Étrange septembre.

etrangeseptembre

Ce livre s'est construit à rebours : à rebours des livres illustrés classiques, le texte étant inventé d'après les gravures de Miguel Fraley ; à rebours des contes traditionnels, l'identité des protagonistes se diluant petit à petit, au lieu de s'affirmer, au fil des pages.
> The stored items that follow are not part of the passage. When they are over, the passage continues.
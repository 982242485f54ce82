//! OIDC authorization-code endpoints.

use std::sync::Arc;

use axum::Json;
use axum::extract::{Extension, Form, Query, RawQuery};
use axum::http::{HeaderMap, StatusCode, header};
use axum::response::{IntoResponse, Response};
use base64::Engine as _;
use base64::engine::general_purpose::STANDARD;
use serde_json::{Map, Value};
use tracing::{field::Empty, warn};
use url::Url;

use super::{ApiResult, PageError, found};
use crate::api::rest::cookies::read_cookie;
use crate::api::rest::dto::{ConsentForm, OAuthErrorDto, ProfileQuery, TokenParams};
use crate::api::rest::error::Problem;
use crate::api::rest::views;
use crate::domain::error::DomainError;
use crate::domain::oidc::{AuthorizationRequest, TokenResponse};
use crate::module::SsoEngine;

/// `GET /oidc/authorize`
///
/// Unauthenticated browsers are sent through `/login` with this endpoint
/// as the (internal) service, so they come back here once logged in.
#[tracing::instrument(skip_all, fields(client_id = %request.client_id, request_id = Empty))]
pub async fn authorize(
    Extension(engine): Extension<Arc<SsoEngine>>,
    Query(request): Query<AuthorizationRequest>,
    RawQuery(raw): RawQuery,
    headers: HeaderMap,
) -> Result<Response, PageError> {
    let client = engine.oidc().check_authorization_request(&request)?;

    let tgc = read_cookie(&headers, &engine.config().tgc.name);
    let Some(principal) = engine.sessions().session_principal(tgc.as_deref()) else {
        let back = format!(
            "{}/oidc/authorize?{}",
            engine.config().server.prefix.trim_end_matches('/'),
            raw.unwrap_or_default()
        );
        let query = serde_urlencoded::to_string([("service", back.as_str())])
            .map_err(|e| DomainError::internal(e.to_string()))?;
        return Ok(found(&format!("/login?{query}")));
    };

    let oidc = engine.oidc();
    if oidc.needs_consent(&principal.id, &client.client_id) {
        let page = views::consent_page(&client.name, &principal.id, &request);
        return Ok(page.into_response());
    }

    let tgt = tgc.unwrap_or_default();
    let location = oidc.issue_authorization_code(&tgt, &request)?;
    Ok(found(&location))
}

/// `POST /oidc/authorize`: consent decision.
#[tracing::instrument(skip_all, fields(client_id = %form.client_id, request_id = Empty))]
pub async fn consent(
    Extension(engine): Extension<Arc<SsoEngine>>,
    headers: HeaderMap,
    Form(form): Form<ConsentForm>,
) -> Result<Response, PageError> {
    let allowed = form.allowed();
    let request = form.into_request();
    engine.oidc().check_authorization_request(&request)?;

    let tgc = read_cookie(&headers, &engine.config().tgc.name);
    let principal = engine
        .sessions()
        .session_principal(tgc.as_deref())
        .ok_or_else(|| DomainError::AuthenticationFailed("no single sign-on session".to_owned()))?;

    if !allowed {
        warn!(principal = %principal.id, "Consent denied");
        let mut url = Url::parse(&request.redirect_uri)
            .map_err(|e| DomainError::validation(format!("invalid redirect_uri: {e}")))?;
        {
            let mut query = url.query_pairs_mut();
            query.append_pair("error", "access_denied");
            if let Some(state) = &request.state {
                query.append_pair("state", state);
            }
        }
        return Ok(found(url.as_str()));
    }

    let oidc = engine.oidc();
    oidc.grant_consent(&principal.id, &request.client_id);
    let tgt = tgc.unwrap_or_default();
    let location = oidc.issue_authorization_code(&tgt, &request)?;
    Ok(found(&location))
}

fn basic_credentials(headers: &HeaderMap) -> Option<(String, String)> {
    let value = headers.get(header::AUTHORIZATION)?.to_str().ok()?;
    let encoded = value
        .strip_prefix("Basic ")
        .or_else(|| value.strip_prefix("basic "))?;
    let decoded = STANDARD.decode(encoded.trim()).ok()?;
    let decoded = String::from_utf8(decoded).ok()?;
    let (id, secret) = decoded.split_once(':')?;
    Some((id.to_owned(), secret.to_owned()))
}

fn oauth_error(e: &DomainError) -> Response {
    let (status, error) = match e {
        DomainError::InvalidGrant(_) => (StatusCode::BAD_REQUEST, "invalid_grant"),
        DomainError::InvalidClient(_) => (StatusCode::UNAUTHORIZED, "invalid_client"),
        DomainError::Validation(msg) if msg.starts_with("unsupported grant_type") => {
            (StatusCode::BAD_REQUEST, "unsupported_grant_type")
        }
        DomainError::Validation(_) => (StatusCode::BAD_REQUEST, "invalid_request"),
        DomainError::StorageUnavailable(_) => (StatusCode::SERVICE_UNAVAILABLE, "server_error"),
        _ => (StatusCode::INTERNAL_SERVER_ERROR, "server_error"),
    };
    if status.is_server_error() {
        tracing::error!(error = %e, "Token request failed");
    }
    let description = if status.is_server_error() {
        "internal error".to_owned()
    } else {
        e.to_string()
    };
    (
        status,
        [(header::CACHE_CONTROL, "no-store")],
        Json(OAuthErrorDto {
            error,
            error_description: description,
        }),
    )
        .into_response()
}

fn token(engine: &SsoEngine, headers: &HeaderMap, params: TokenParams) -> Response {
    let request = params.into_request(basic_credentials(headers));
    match engine.oidc().exchange_code(&request) {
        Ok(response) => token_response(response),
        Err(e) => oauth_error(&e),
    }
}

fn token_response(response: TokenResponse) -> Response {
    (
        [(header::CACHE_CONTROL, "no-store"), (header::PRAGMA, "no-cache")],
        Json(response),
    )
        .into_response()
}

/// `GET /oidc/token`
pub async fn token_get(
    Extension(engine): Extension<Arc<SsoEngine>>,
    headers: HeaderMap,
    Query(params): Query<TokenParams>,
) -> Response {
    token(&engine, &headers, params)
}

/// `POST /oidc/token`
pub async fn token_post(
    Extension(engine): Extension<Arc<SsoEngine>>,
    headers: HeaderMap,
    Form(params): Form<TokenParams>,
) -> Response {
    token(&engine, &headers, params)
}

/// `GET /oidc/profile`: claims for a bearer access token.
pub async fn profile(
    Extension(engine): Extension<Arc<SsoEngine>>,
    headers: HeaderMap,
    Query(query): Query<ProfileQuery>,
) -> ApiResult<Json<Map<String, Value>>> {
    let bearer = headers
        .get(header::AUTHORIZATION)
        .and_then(|v| v.to_str().ok())
        .and_then(|v| v.strip_prefix("Bearer "))
        .map(|v| v.trim().to_owned());
    let Some(access_token) = bearer.or(query.access_token) else {
        let problem = Problem::new(
            StatusCode::UNAUTHORIZED,
            "Invalid Token",
            "missing access token",
        );
        return Err(problem.with_code("invalid_token"));
    };

    match engine.oidc().user_info(&access_token) {
        Ok(claims) => Ok(Json(claims)),
        Err(e @ (DomainError::TicketNotFound(_) | DomainError::TicketExpired(_))) => {
            let problem = Problem::new(StatusCode::UNAUTHORIZED, "Invalid Token", e.to_string());
            Err(problem.with_code("invalid_token"))
        }
        Err(other) => Err(other.into()),
    }
}

/// `GET /oidc/.well-known/openid-configuration`
pub async fn discovery(Extension(engine): Extension<Arc<SsoEngine>>) -> Json<Value> {
    Json(engine.oidc().discovery())
}
#[cfg(test)]
#[cfg_attr(coverage_nightly, coverage(off))]
mod tests {
    use std::collections::HashSet;
    use std::sync::Barrier;
    use std::thread;

    use time::Duration;
    use tracing_test::traced_test;

    use super::*;
    use crate::domain::test_support::{principal, registry_with_clock};

    const SERVICE: &str = "https://app.example.org/";

    #[test]
    fn validates_exactly_once() {
        let (registry, _clock) = registry_with_clock();
        let tgt = registry.create_tgt(principal("casuser"), true).unwrap();
        let st = registry.create_st(&tgt, SERVICE, true).unwrap();

        let ok = registry.validate_st(&st, SERVICE).unwrap();
        assert_eq!(ok.principal.id, "casuser");
        assert!(ok.from_new_login);

        let err = registry.validate_st(&st, SERVICE).unwrap_err();
        assert_eq!(err, DomainError::TicketAlreadyConsumed(st));
    }

    #[test]
    #[traced_test]
    fn logs_carry_only_truncated_ticket_ids() {
        let (registry, _clock) = registry_with_clock();
        let tgt = registry.create_tgt(principal("casuser"), true).unwrap();
        let st = registry.create_st(&tgt, SERVICE, true).unwrap();
        registry.validate_st(&st, SERVICE).unwrap();

        assert!(logs_contain("Created ticket-granting ticket"));
        assert!(logs_contain(&redact(&tgt)));
        assert!(!logs_contain(&tgt));
        assert!(!logs_contain(&st));
    }

    #[test]
    fn concurrent_validators_get_exactly_one_success_per_ticket() {
        let (registry, _clock) = registry_with_clock();
        let tgt = registry.create_tgt(principal("casuser"), true).unwrap();
        let tickets: Vec<String> = (0..5)
            .map(|_| registry.create_st(&tgt, SERVICE, false).unwrap())
            .collect();

        let callers = 5;
        let barrier = Arc::new(Barrier::new(callers * tickets.len()));
        let mut handles = Vec::new();
        for st in &tickets {
            for _ in 0..callers {
                let registry = Arc::clone(&registry);
                let barrier = Arc::clone(&barrier);
                let st = st.clone();
                handles.push(thread::spawn(move || {
                    barrier.wait();
                    (st.clone(), registry.validate_st(&st, SERVICE))
                }));
            }
        }

        let mut successes = Vec::new();
        for handle in handles {
            let (st, res) = handle.join().unwrap();
            match res {
                Ok(_) => successes.push(st),
                Err(e) => assert_eq!(e, DomainError::TicketAlreadyConsumed(st)),
            }
        }

        assert_eq!(successes.len(), tickets.len());
        let unique: HashSet<_> = successes.iter().collect();
        assert_eq!(unique.len(), tickets.len());
    }

    #[test]
    fn service_mismatch_consumes_the_ticket() {
        let (registry, _clock) = registry_with_clock();
        let tgt = registry.create_tgt(principal("casuser"), true).unwrap();
        let st = registry.create_st(&tgt, SERVICE, true).unwrap();

        let err = registry
            .validate_st(&st, "https://evil.example.org")
            .unwrap_err();
        assert!(matches!(err, DomainError::ServiceMismatch { .. }));

        let err = registry.validate_st(&st, SERVICE).unwrap_err();
        assert!(matches!(err, DomainError::TicketAlreadyConsumed(_)));
    }

    #[test]
    fn expired_service_ticket_is_reported_as_expired() {
        let (registry, clock) = registry_with_clock();
        let tgt = registry.create_tgt(principal("casuser"), true).unwrap();
        let st = registry.create_st(&tgt, SERVICE, true).unwrap();

        clock.advance(Duration::seconds(11));

        let err = registry.validate_st(&st, SERVICE).unwrap_err();
        assert_eq!(err, DomainError::TicketExpired(st));
    }

    #[test]
    fn granting_ticket_id_does_not_validate_as_service_ticket() {
        let (registry, _clock) = registry_with_clock();
        let tgt = registry.create_tgt(principal("casuser"), true).unwrap();

        let err = registry.validate_st(&tgt, SERVICE).unwrap_err();
        assert!(matches!(err, DomainError::TicketNotFound(_)));
        assert!(registry.tgt_is_valid(&tgt));
    }

    #[test]
    fn invalidation_revokes_children_and_blocks_issuance() {
        let (registry, _clock) = registry_with_clock();
        let tgt = registry.create_tgt(principal("casuser"), true).unwrap();
        let children: Vec<String> = (0..3)
            .map(|_| registry.create_st(&tgt, SERVICE, true).unwrap())
            .collect();
        let code = registry
            .create_code(
                &tgt,
                "client",
                "https://rp/cb",
                &["openid".to_owned()],
                None,
            )
            .unwrap();
        let token = registry
            .create_access_token(&tgt, "client", &["openid".to_owned()])
            .unwrap();

        let inv = registry.invalidate_tgt(&tgt).unwrap().unwrap();
        assert_eq!(inv.revoked_children, 5);

        for st in &children {
            assert!(matches!(
                registry.validate_st(st, SERVICE),
                Err(DomainError::TicketNotFound(_))
            ));
        }
        assert!(matches!(
            registry.consume_code(&code),
            Err(DomainError::TicketNotFound(_))
        ));
        assert!(matches!(
            registry.resolve_access_token(&token),
            Err(DomainError::TicketNotFound(_))
        ));
        assert!(matches!(
            registry.create_st(&tgt, SERVICE, false),
            Err(DomainError::TicketNotFound(_))
        ));
        assert_eq!(registry.len().unwrap(), 0);
    }

    #[test]
    fn invalidation_is_idempotent() {
        let (registry, _clock) = registry_with_clock();
        let tgt = registry.create_tgt(principal("casuser"), true).unwrap();

        assert!(registry.invalidate_tgt(&tgt).unwrap().is_some());
        assert!(registry.invalidate_tgt(&tgt).unwrap().is_none());
        assert!(registry.invalidate_tgt("TGT-unknown").unwrap().is_none());
    }

    #[test]
    fn issuance_racing_invalidation_never_survives_it() {
        for _ in 0..50 {
            let (registry, _clock) = registry_with_clock();
            let tgt = registry.create_tgt(principal("casuser"), true).unwrap();
            let barrier = Arc::new(Barrier::new(2));

            let issuer = {
                let registry = Arc::clone(&registry);
                let barrier = Arc::clone(&barrier);
                let tgt = tgt.clone();
                thread::spawn(move || {
                    barrier.wait();
                    registry.create_st(&tgt, SERVICE, false)
                })
            };
            let invalidator = {
                let registry = Arc::clone(&registry);
                let barrier = Arc::clone(&barrier);
                let tgt = tgt.clone();
                thread::spawn(move || {
                    barrier.wait();
                    registry.invalidate_tgt(&tgt)
                })
            };

            let issued = issuer.join().unwrap();
            invalidator.join().unwrap().unwrap();

            if let Ok(st) = issued {
                assert!(registry.validate_st(&st, SERVICE).is_err());
            }
            assert_eq!(registry.len().unwrap(), 0);
        }
    }

    #[test]
    fn parent_expiry_fails_child_validation() {
        let (registry, clock) = registry_with_clock();
        let tgt = registry.create_tgt(principal("casuser"), false).unwrap();
        clock.advance(Duration::hours(2) - Duration::seconds(5));
        let st = registry.create_st(&tgt, SERVICE, false).unwrap();
        clock.advance(Duration::seconds(6));

        assert!(matches!(
            registry.validate_st(&st, SERVICE),
            Err(DomainError::TicketExpired(_))
        ));
        assert!(matches!(
            registry.create_st(&tgt, SERVICE, false),
            Err(DomainError::TicketExpired(_))
        ));
    }

    #[test]
    fn touch_slides_renewable_sessions() {
        let (registry, clock) = registry_with_clock();
        let tgt = registry.create_tgt(principal("casuser"), true).unwrap();

        clock.advance(Duration::minutes(90));
        registry.touch_tgt(&tgt).unwrap();
        clock.advance(Duration::minutes(90));

        assert!(registry.tgt_is_valid(&tgt));
    }

    #[test]
    fn code_is_single_use() {
        let (registry, _clock) = registry_with_clock();
        let tgt = registry.create_tgt(principal("casuser"), true).unwrap();
        let code = registry
            .create_code(
                &tgt,
                "client",
                "https://rp/cb",
                &["openid".to_owned()],
                Some("n-1"),
            )
            .unwrap();

        let redeemed = registry.consume_code(&code).unwrap();
        assert_eq!(redeemed.code.nonce.as_deref(), Some("n-1"));
        assert!(matches!(
            registry.consume_code(&code),
            Err(DomainError::TicketAlreadyConsumed(_))
        ));
    }

    #[test]
    fn reclaim_removes_expired_sessions_with_their_children() {
        let (registry, clock) = registry_with_clock();
        let keep = registry.create_tgt(principal("alice"), true).unwrap();
        let stale = registry.create_tgt(principal("bob"), false).unwrap();
        registry.create_st(&keep, SERVICE, false).unwrap();
        registry.create_st(&stale, SERVICE, false).unwrap();

        clock.advance(Duration::minutes(30));
        // both service tickets are past their timeout, their TGTs are not
        assert_eq!(registry.reclaim_expired().unwrap(), 0);
        assert_eq!(registry.tgt_status(&keep).unwrap().children, 1);

        clock.advance(Duration::hours(2));
        assert_eq!(registry.reclaim_expired().unwrap(), 4);
        assert_eq!(registry.len().unwrap(), 0);
    }

    #[test]
    fn replay_after_reclaim_is_still_reported_as_consumed() {
        let (registry, clock) = registry_with_clock();
        let tgt = registry.create_tgt(principal("casuser"), true).unwrap();
        let consumed = registry.create_st(&tgt, SERVICE, true).unwrap();
        let unused = registry.create_st(&tgt, SERVICE, true).unwrap();
        registry.validate_st(&consumed, SERVICE).unwrap();

        clock.advance(Duration::seconds(11));
        registry.reclaim_expired().unwrap();

        assert_eq!(
            registry.validate_st(&consumed, SERVICE).unwrap_err(),
            DomainError::TicketAlreadyConsumed(consumed)
        );
        assert_eq!(
            registry.validate_st(&unused, SERVICE).unwrap_err(),
            DomainError::TicketExpired(unused)
        );
    }
}
pub mod client;
pub mod service;

pub use service::Service;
Les souvenirs s'effacent et se remplacent, les histoires des parents se mélangent à celles des enfants, les désirs se poursuivent et se refusent dans un grand carnaval décadent et mélancolique.

L'intégralité du texte se trouve [ici] ; pour des raisons de droits d'auteur, les gravures ne peuvent être publiées.

Le contre-ténor [Paulin Bündgen] a composé un album inspiré de cet ouvrage, mêlant musique électronique et musiques anciennes.

Éditions Egone

Laurent Bramardi / Miguel Fraley

2002

Un extrait…

Ils rirent tous bruyamment, et un tout jeune garçon, qui volait aux étalages, cria à son tour :

« Et on dirait presque qu'il dirait « maman » ! »

Ce qui fit rire tout le monde de plus belle, car c’était vrai. Et le chien, en entendant ce vacarme, s'était mis à sauter sur ses courtes pattes comme s'il était pris de folie ; il aboyait à pleine gueule, il courait sur place. Il était ridicule et toute la compagnie se moqua de lui encore un peu ; mais il continuait sa litanie et, à la fin, cela agaça tout le monde. C'était assourdissant et un peu pathétique ; alors la matrone se lassa : elle prit l'animal par les oreilles et lui donna une bonne gifle. Mais il ne se taisait toujours pas : il poursuivait son cri exaspérant. Alors elle le confia à ses sbires, qui en furent tout heureux ; ils lui firent mille misères. Ils lui grillèrent les pattes, lui arrachèrent le poil, tant et si bien que l'animal couina enfin comme un miséreux, comme ils font lorsqu'ils souffrent. C'en fut assez : on le relâcha.

Il se traîna misérablement sous le couvert d'une table, où on l'oublia pour un temps. Les chants et les cris reprirent de plus belle. Puis quelques-uns firent un peu de musique ; on dansa. Et alors, sous les pieds nus, sous les sabots et les mauvaises sandales, on sentit des petites bêtes glissantes : c'était des crapauds. Tout le monde en fut étonné, car c'était là chose inhabituelle ; on cessa la gigue, les chants se turent et dans le silence à peu près revenu on entendit, sous la table où le corniaud était parti se terrer, les bruits qu'il n'avait cessé de faire avec sa gueule. C'était les mêmes jappements et grognements, les mêmes aboiements étouffés et contrefaits qu'il faisait en entrant mais, cette fois, quand le jeune voleur se pencha pour les mieux entendre, il dit :

« C'est autre chose qu'il dit, quelque chose qui dit qu'il nous déteste nous tous et notre Reine. Et voyez ! C'est de sa bouche que sortent tous ces crapauds ! »

A ces mots, tout le monde se pencha pour voir la silhouette tremblante du bâtard tapie au plus loin de la lumière ; mais on voyait assez pour constater cet étonnant prodige : c'était bien de sa gueule que sautaient les crapauds, entre deux de ces grognements mal articulés.

Et c'était bien là miracle assez grotesque pour plaire à ce genre de compagnie ; tout le monde rit plus fort ; on repoussa la table, on se saisit du pauvre chien ; et chacun tour à tour voulut le porter dans ses bras. Tout étourdi par ce manège, il se taisait : on lui pinça la couenne ; il jappa, reprit sa litanie de gorge ; et les crapauds encore roulèrent sur le sol. C'en était fait : il était adopté.